Many people outside of the industry may not know that the Town and Country Planning (Control of Advertisements) (England) Regulations 2007, Class 3: Miscellaneous temporary advertisements, regulates the use of Estate Agents boards and states that:

1. Only one sign, consisting of a single board or two joined boards, is permitted per property and it must be within the curtilage of the property

2. No board may be displayed indicating that land or premises has been sold or let unless a For Sale or To Let board was initially displayed

3. The board shall be removed within 14 days after completion of a sale or the property let

4. No board may exceed 0.5 m2 or, in the case of two joined boards, 0.6 m2

5. If a board is on a building, the maximum projection permitted is 1 metre.

6. Illumination is not permitted.

7. No character or symbol on the advertisement may be more than 0.75m in height

8. No part of the advertisement may be higher than 4.6m above ground level

Aren’t those interesting facts?

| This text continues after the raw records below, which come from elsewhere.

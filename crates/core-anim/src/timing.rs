//! Discrete animation timing math.
//!
//! These functions are the single source of truth for the time -> frame
//! mapping. Every consumer (frontend tick, render thread, pre-buffer
//! workers) calls into this module with the same inputs so the paths stay
//! bit-identical; nothing may re-derive the formulas locally.
//!
//! Invariants:
//! * `frame_index(..) < frame_count` for every `t >= 0`.
//! * `local_time` output lies in `[0, duration]`.
//! * A pre-buffered frame scheduled at `(i / N) * D` evaluates back to
//!   frame `i` for every repeat mode, because `(i / N) * D < D`.

use crate::RepeatMode;

/// Fold absolute animation time `t` into the local `[0, duration]` window
/// according to the repeat mode. Negative inputs clamp to zero.
pub fn local_time(mode: RepeatMode, duration: f64, t: f64) -> f64 {
    debug_assert!(duration > 0.0, "duration invariant violated");
    let t = t.max(0.0);
    match mode {
        RepeatMode::Once => t.min(duration),
        RepeatMode::Loop => t.rem_euclid(duration),
        RepeatMode::PingPong => {
            let cycle = 2.0 * duration;
            let u = t.rem_euclid(cycle);
            if u <= duration { u } else { cycle - u }
        }
        RepeatMode::Count(k) => {
            if t < f64::from(k) * duration {
                t.rem_euclid(duration)
            } else {
                duration
            }
        }
    }
}

/// Map absolute time `t` to a frame index in `[0, frame_count - 1]`.
pub fn frame_index(mode: RepeatMode, duration: f64, frame_count: usize, t: f64) -> usize {
    debug_assert!(frame_count >= 1, "frame count invariant violated");
    if frame_count <= 1 || duration <= 0.0 {
        return 0;
    }
    let local = local_time(mode, duration, t);
    let raw = ((local / duration) * frame_count as f64).floor();
    (raw as usize).min(frame_count - 1)
}

/// Frame timestamp used by pre-buffer workers: the exact instant frame `i`
/// becomes current in the first cycle.
pub fn frame_timestamp(frame: usize, frame_count: usize, duration: f64) -> f64 {
    if frame_count == 0 {
        return 0.0;
    }
    (frame as f64 / frame_count as f64) * duration
}

/// Wall-clock span of a single frame. Returns `0` for static documents.
pub fn frame_period(duration: f64, frame_count: usize) -> f64 {
    if frame_count == 0 { 0.0 } else { duration / frame_count as f64 }
}

/// Absolute time at which a finite mode stops advancing, `None` when the
/// mode repeats forever.
pub fn end_time(mode: RepeatMode, duration: f64) -> Option<f64> {
    match mode {
        RepeatMode::Once => Some(duration),
        RepeatMode::Count(k) => Some(f64::from(k) * duration),
        RepeatMode::Loop | RepeatMode::PingPong => None,
    }
}

#[cfg(test)]
mod tests {
    use super::*;

    #[test]
    fn loop_four_values_one_second() {
        // values = 4, duration = 1.0, Loop: indices 0,1,2,3,0.
        let idx = |t| frame_index(RepeatMode::Loop, 1.0, 4, t);
        assert_eq!(idx(0.0), 0);
        assert_eq!(idx(0.25), 1);
        assert_eq!(idx(0.5), 2);
        assert_eq!(idx(0.75), 3);
        assert_eq!(idx(1.0), 0);
    }

    #[test]
    fn pingpong_three_values_one_second() {
        let idx = |t| frame_index(RepeatMode::PingPong, 1.0, 3, t);
        assert_eq!(idx(0.0), 0);
        assert_eq!(idx(0.5), 1);
        assert_eq!(idx(1.0), 2);
        assert_eq!(idx(1.5), 1);
        assert_eq!(idx(2.0), 0);
    }

    #[test]
    fn count_two_clamps_at_end() {
        let idx = |t| frame_index(RepeatMode::Count(2), 0.5, 2, t);
        assert_eq!(idx(0.0), 0);
        assert_eq!(idx(0.25), 1);
        assert_eq!(idx(0.5), 0);
        assert_eq!(idx(0.75), 1);
        assert_eq!(idx(1.0), 1);
        assert_eq!(idx(1.5), 1);
    }

    #[test]
    fn once_clamps_to_last_frame() {
        let idx = |t| frame_index(RepeatMode::Once, 2.0, 8, t);
        assert_eq!(idx(0.0), 0);
        assert_eq!(idx(1.99), 7);
        assert_eq!(idx(2.0), 7);
        assert_eq!(idx(100.0), 7);
    }

    #[test]
    fn negative_time_clamps_to_zero() {
        assert_eq!(frame_index(RepeatMode::Loop, 1.0, 4, -3.5), 0);
        assert_eq!(local_time(RepeatMode::Once, 1.0, -0.1), 0.0);
    }

    #[test]
    fn single_frame_always_zero() {
        for t in [0.0, 0.3, 7.0, 1e6] {
            assert_eq!(frame_index(RepeatMode::Loop, 1.0, 1, t), 0);
        }
    }

    #[test]
    fn frame_timestamp_round_trips_through_index() {
        // Cross-path determinism: a worker scheduled for frame i evaluates
        // back to frame i under every repeat mode.
        for mode in [
            RepeatMode::Once,
            RepeatMode::Loop,
            RepeatMode::PingPong,
            RepeatMode::Count(3),
        ] {
            for n in [1usize, 2, 3, 4, 12, 60] {
                for i in 0..n {
                    let ts = frame_timestamp(i, n, 2.5);
                    assert_eq!(frame_index(mode, 2.5, n, ts), i, "mode={mode:?} n={n} i={i}");
                }
            }
        }
    }

    #[test]
    fn end_time_finite_modes_only() {
        assert_eq!(end_time(RepeatMode::Once, 1.5), Some(1.5));
        assert_eq!(end_time(RepeatMode::Count(4), 0.5), Some(2.0));
        assert_eq!(end_time(RepeatMode::Loop, 1.0), None);
        assert_eq!(end_time(RepeatMode::PingPong, 1.0), None);
    }
}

So, who reading this has seen;

- more than one ‘For Sale’ board at a property?

- a ‘Sold’ board go up at a house where there was no ‘For Sale’ board originally

- a board that has stayed up for weeks, or even months, after the property has changed hands?

- a board on a grass verge with the name of the house for sale written on it?

- a board at the end of a road with an arrow pointing towards the property for sale?

- a board on a house that is not for sale with an Agent’s name on it saying ‘Recommending’?

If so, they are ALL illegal boards! None of the above should happen, but worse still, the offending Agent will know that by doing it they are breaking local planning regulations, yet they are choosing to ignore the rules and do it anyway.

So, what do you think? Should Estate Agents be allowed to continue to flout the rules and cost councils time and money, or is it time to do something about it, once and for all!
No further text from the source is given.